This is a project performing data analysis on the Corona Cases in Pakistan that were recorded from day 1 i.e 11 March to 25th April 2020. The comparisons is made on even grounds that is each region despite of having different population had been compared and standardized to per million population.
Data Exploration Challenge:
This is a project performing data analysis on the Corona Cases that were recorded from day 1 i.e 11 March to 25th April 2020.
The comparisons is made on even grounds that is each region despite of having different population had been compared and standardized to per million population. Since Punjab had a population of 119 Million and ICT had a population of 2 million in order to compare both regions in different metrics each metric was divided by million.
SVR (Support Vector Regressor)
During Data Analysis it was found that different regions had different data recorded as KPTD had only data recorded from 11 March till 22 March so it was not included in the final verdict.
The dates recorded were not in the same format, since the data had to be processed so each date was converted to same format using standardization.
From 23rd April 2020 it was found that 2 Columns namely; Home Quarantine and Discharged had wrong data entered.
Discharged column entries which were replaced with 2nd Home Quarantine column was corrected by replacing it with Recovered Column since the discharged patients were actually the patients that were recovered from the virus.
Home Quarantine 1st column entries were replaced with Admitted Ventilator entries so in order to correct it, it was replaced with the Home Quarantine 2nd column which had same observations as of 1st column.
Each region namely; Punjab, ICT, Sindh etc data was recorded separately by creating a DataFrame for each region.
Since different data was recorded on different dates, by that I mean that some column entries were not filled in the first few dates so in order to compare different regions each region was first compared with other by making different phases:
Phase 1: 11 March - 22 March - Data of KPTD was recorded uptil this date
Phase 2: 23 March - 28 March - Data recorded before data of Home Quarantin column.
Phase 3: 29 March - 03 April - Data recorded before rest columns such as Admitted Critical, Ventilator and Foreign and Local Transmissions etc.
Phase 4: 04 April - 11 April - Data recorded in a week.
Phase 5: 11 April - 18 April - Data recorded in a week.

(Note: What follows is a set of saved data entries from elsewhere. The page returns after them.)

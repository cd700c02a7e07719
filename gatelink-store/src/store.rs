use std::collections::HashMap;

use async_trait::async_trait;

use crate::document::{Document, Query, WriteValue};

#[derive(Debug, thiserror::Error)]
pub enum StoreError {
    #[error("Document not found: {collection}/{id}")]
    NotFound { collection: String, id: String },
    #[error("Malformed document {0}: {1}")]
    Malformed(String, String),
    #[error("Store unavailable: {0}")]
    Unavailable(String),
}

impl From<StoreError> for gatelink_core::CoreError {
    fn from(err: StoreError) -> Self {
        gatelink_core::CoreError::StoreUnavailable(err.to_string())
    }
}

/// Boundary to the document-oriented persistent store.
///
/// Collections are addressed by path, which covers subcollections too
/// ("sessions/{id}/pax"). Updates are atomic at single-document
/// granularity; that atomicity is the only cross-device coordination the
/// core relies on.
#[async_trait]
pub trait DocumentStore: Send + Sync {
    /// Create a document; the store assigns the id and resolves
    /// server-timestamp fields.
    async fn create(
        &self,
        collection: &str,
        fields: HashMap<String, WriteValue>,
    ) -> Result<String, StoreError>;

    async fn get(&self, collection: &str, id: &str) -> Result<Option<Document>, StoreError>;

    async fn find(&self, query: &Query) -> Result<Vec<Document>, StoreError>;

    /// Atomic partial update. `ArrayUnion` fields get set-union semantics;
    /// `ServerTimestamp` fields are refreshed to store time.
    async fn update(
        &self,
        collection: &str,
        id: &str,
        fields: HashMap<String, WriteValue>,
    ) -> Result<(), StoreError>;

    /// Live subscription: the returned feed yields the full current result
    /// set immediately and again after every qualifying change.
    async fn subscribe(&self, query: Query) -> Result<Box<dyn SnapshotFeed>, StoreError>;
}

/// Cancellable live view over a query.
///
/// Each delivery is a whole snapshot that replaces the previous one, never
/// a diff. Dropping the feed releases the subscription.
#[async_trait]
pub trait SnapshotFeed: Send {
    /// Next snapshot, or `None` once the store has shut down.
    async fn next(&mut self) -> Option<Vec<Document>>;
}
use crate::flight_code::FlightCode;

/// Result of comparing a freshly scanned code against the session's code.
#[derive(Debug, Clone, PartialEq, Eq)]
pub enum ScanOutcome {
    /// Nothing scannable survived normalization.
    Empty,
    /// The scan names the session's flight; boarding may proceed.
    Match,
    /// The scan names a different flight; both canonical forms are carried
    /// so the caller can show the operator what was read vs expected.
    Mismatch { scanned: String, expected: String },
}

/// Compare a raw scan against the session's bound flight code.
///
/// Pure function: no store access, no state. What a `Match` authorizes is
/// the caller's decision; manual and scan-confirmed boarding both end up in
/// the same roster append, distinguished only by their source tag.
pub fn verify(scanned_raw: &str, expected: &FlightCode) -> ScanOutcome {
    let scanned = FlightCode::normalize(scanned_raw);
    if scanned.is_empty() {
        return ScanOutcome::Empty;
    }
    if scanned == expected.as_str() {
        ScanOutcome::Match
    } else {
        ScanOutcome::Mismatch {
            scanned,
            expected: expected.as_str().to_string(),
        }
    }
}

#[cfg(test)]
mod tests {
    use super::*;

    fn code(raw: &str) -> FlightCode {
        FlightCode::parse(raw).unwrap()
    }

    #[test]
    fn test_matching_scan() {
        assert_eq!(verify("BA0679", &code("BA679")), ScanOutcome::Match);
        assert_eq!(verify(" ba 679 ", &code("BA679")), ScanOutcome::Match);
    }

    #[test]
    fn test_mismatching_scan_carries_both_codes() {
        assert_eq!(
            verify("LH100", &code("BA679")),
            ScanOutcome::Mismatch {
                scanned: "LH100".to_string(),
                expected: "BA679".to_string(),
            }
        );
    }

    #[test]
    fn test_empty_scan() {
        assert_eq!(verify("", &code("BA679")), ScanOutcome::Empty);
        assert_eq!(verify("  #@!  ", &code("BA679")), ScanOutcome::Empty);
    }
}
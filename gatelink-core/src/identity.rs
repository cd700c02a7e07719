use std::collections::HashMap;

use async_trait::async_trait;
use tokio::sync::{watch, RwLock};
use uuid::Uuid;

/// Fixed suffix appended to every derived login id.
const LOGIN_SUFFIX: &str = "@gatelink.app";

#[derive(Debug, thiserror::Error)]
pub enum IdentityError {
    #[error("Invalid credentials")]
    InvalidCredentials,
    #[error("Handle already registered: {0}")]
    HandleTaken(String),
    #[error("Identity provider unavailable: {0}")]
    Unavailable(String),
}

/// Boundary to the external identity provider.
///
/// The provider hands back a stable opaque user id; the core never inspects
/// it beyond equality. Auth-state transitions are observable through a
/// watch channel so a client can rebuild its session context on sign-in
/// and tear it down on sign-out.
#[async_trait]
pub trait IdentityProvider: Send + Sync {
    async fn sign_up(&self, login_id: &str, secret: &str) -> Result<String, IdentityError>;

    async fn sign_in(&self, login_id: &str, secret: &str) -> Result<String, IdentityError>;

    fn current_user_id(&self) -> Option<String>;

    async fn sign_out(&self);

    /// Delivers the current user id (or `None`) on every auth transition.
    fn watch_auth_state(&self) -> watch::Receiver<Option<String>>;
}

/// One-way mapping from a user-chosen handle to a provider-compatible
/// login id: lowercase, unsafe characters replaced, synthetic suffix
/// appended. The derived string is opaque — nothing in the core treats it
/// as meaningful data.
pub fn derive_login_id(handle: &str) -> String {
    let safe: String = handle
        .trim()
        .to_lowercase()
        .chars()
        .map(|c| if c.is_ascii_alphanumeric() { c } else { '.' })
        .collect();
    format!("{}{}", safe, LOGIN_SUFFIX)
}

struct MockUser {
    uid: String,
    secret: String,
}

/// In-memory identity provider for tests and local development.
pub struct MockIdentityProvider {
    users: RwLock<HashMap<String, MockUser>>,
    auth_tx: watch::Sender<Option<String>>,
}

impl MockIdentityProvider {
    pub fn new() -> Self {
        let (auth_tx, _) = watch::channel(None);
        Self {
            users: RwLock::new(HashMap::new()),
            auth_tx,
        }
    }
}

impl Default for MockIdentityProvider {
    fn default() -> Self {
        Self::new()
    }
}

#[async_trait]
impl IdentityProvider for MockIdentityProvider {
    async fn sign_up(&self, login_id: &str, secret: &str) -> Result<String, IdentityError> {
        let mut users = self.users.write().await;
        if users.contains_key(login_id) {
            return Err(IdentityError::HandleTaken(login_id.to_string()));
        }
        let uid = Uuid::new_v4().to_string();
        users.insert(
            login_id.to_string(),
            MockUser {
                uid: uid.clone(),
                secret: secret.to_string(),
            },
        );
        tracing::info!("Registered user {} as {}", login_id, uid);
        // send_replace stores the state even when nobody is watching yet;
        // plain send would drop it without a live receiver.
        self.auth_tx.send_replace(Some(uid.clone()));
        Ok(uid)
    }

    async fn sign_in(&self, login_id: &str, secret: &str) -> Result<String, IdentityError> {
        let users = self.users.read().await;
        let user = users
            .get(login_id)
            .filter(|u| u.secret == secret)
            .ok_or(IdentityError::InvalidCredentials)?;
        self.auth_tx.send_replace(Some(user.uid.clone()));
        Ok(user.uid.clone())
    }

    fn current_user_id(&self) -> Option<String> {
        self.auth_tx.borrow().clone()
    }

    async fn sign_out(&self) {
        self.auth_tx.send_replace(None);
    }

    fn watch_auth_state(&self) -> watch::Receiver<Option<String>> {
        self.auth_tx.subscribe()
    }
}
use chrono::{DateTime, Utc};
use gatelink_core::FlightCode;
use gatelink_store::{Document, StoreError};
use serde::{Deserialize, Serialize};

/// Top-level collection holding session documents.
pub const SESSIONS: &str = "sessions";

pub mod fields {
    pub const FLIGHT_CODE: &str = "flight_code";
    pub const OWNER_UID: &str = "owner_uid";
    pub const MEMBERS: &str = "members";
    pub const ACTIVE: &str = "active";
    pub const CREATED_AT: &str = "created_at";
    pub const UPDATED_AT: &str = "updated_at";
}

/// A shared boarding context bound to one flight code.
///
/// `members` only ever grows, through atomic set-union on the stored
/// document; there is no leave operation.
#[derive(Debug, Clone, Serialize, Deserialize)]
pub struct Session {
    pub id: String,
    pub flight_code: FlightCode,
    pub owner_uid: String,
    pub members: Vec<String>,
    pub active: bool,
    pub created_at: DateTime<Utc>,
    pub updated_at: DateTime<Utc>,
}

impl Session {
    pub fn from_document(doc: &Document) -> Result<Self, StoreError> {
        let malformed = |what: &str| StoreError::Malformed(doc.id.clone(), what.to_string());

        let flight_code = doc
            .str_field(fields::FLIGHT_CODE)
            .ok_or_else(|| malformed("missing flight_code"))?;
        Ok(Self {
            id: doc.id.clone(),
            flight_code: FlightCode::parse(flight_code)
                .map_err(|_| malformed("empty flight_code"))?,
            owner_uid: doc
                .str_field(fields::OWNER_UID)
                .ok_or_else(|| malformed("missing owner_uid"))?
                .to_string(),
            members: doc
                .string_array_field(fields::MEMBERS)
                .ok_or_else(|| malformed("missing members"))?,
            active: doc
                .bool_field(fields::ACTIVE)
                .ok_or_else(|| malformed("missing active"))?,
            created_at: doc
                .timestamp_field(fields::CREATED_AT)
                .ok_or_else(|| malformed("missing created_at"))?,
            updated_at: doc
                .timestamp_field(fields::UPDATED_AT)
                .ok_or_else(|| malformed("missing updated_at"))?,
        })
    }
}

/// What create/join hand back: enough to gate scans and append to the
/// roster without re-reading the session document.
#[derive(Debug, Clone, PartialEq, Eq)]
pub struct SessionHandle {
    pub session_id: String,
    pub flight_code: FlightCode,
}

Phase 6: 18 April - 25 April - Data recorded in a week.
Graphs of different regions in different phases are shown.
Graphs of different regions daily on different metric per million population are shown.
Active Cases = Cumulative Tests positive - Discharged - Cumulative Expired
AJK is the most successful, followed by Balochistan, then KP, then Punjab, then Sindh and atlast ICT the most struggling region.
The score is calculated by the following formula:
Score in first 24 days = (-( mean of first 24 days Active Cases / population per million) + (mean of first 24 Discharged Cases / pop per million) - (mean of deaths in first 24 days / population per million) ) * 0.52 (0.52 because 24/46 = 0.52)
Score in later 22 days = (- ( mean of later 22 days Active Cases / population per million) + (mean of later 22 Discharged Cases / pop per million) - (mean of deaths in later 22 days / population per million) + (mean of admitted stable cases / population per million) - (mean of admitted critical cases / population per million) ) * 0.48 (0.48 because 22/46 = 0.48)
Total Score = Score in first 24 days + Score in later 22 days
Cumulative Positive Cases Prediction in the next 10 days:
The number of cumulative positive cases in the next 10 days were predicted using Support Vector Regressor.
Note: Along with the python code another .ipynb file is added to directly view the running code instead of fitting the SVM.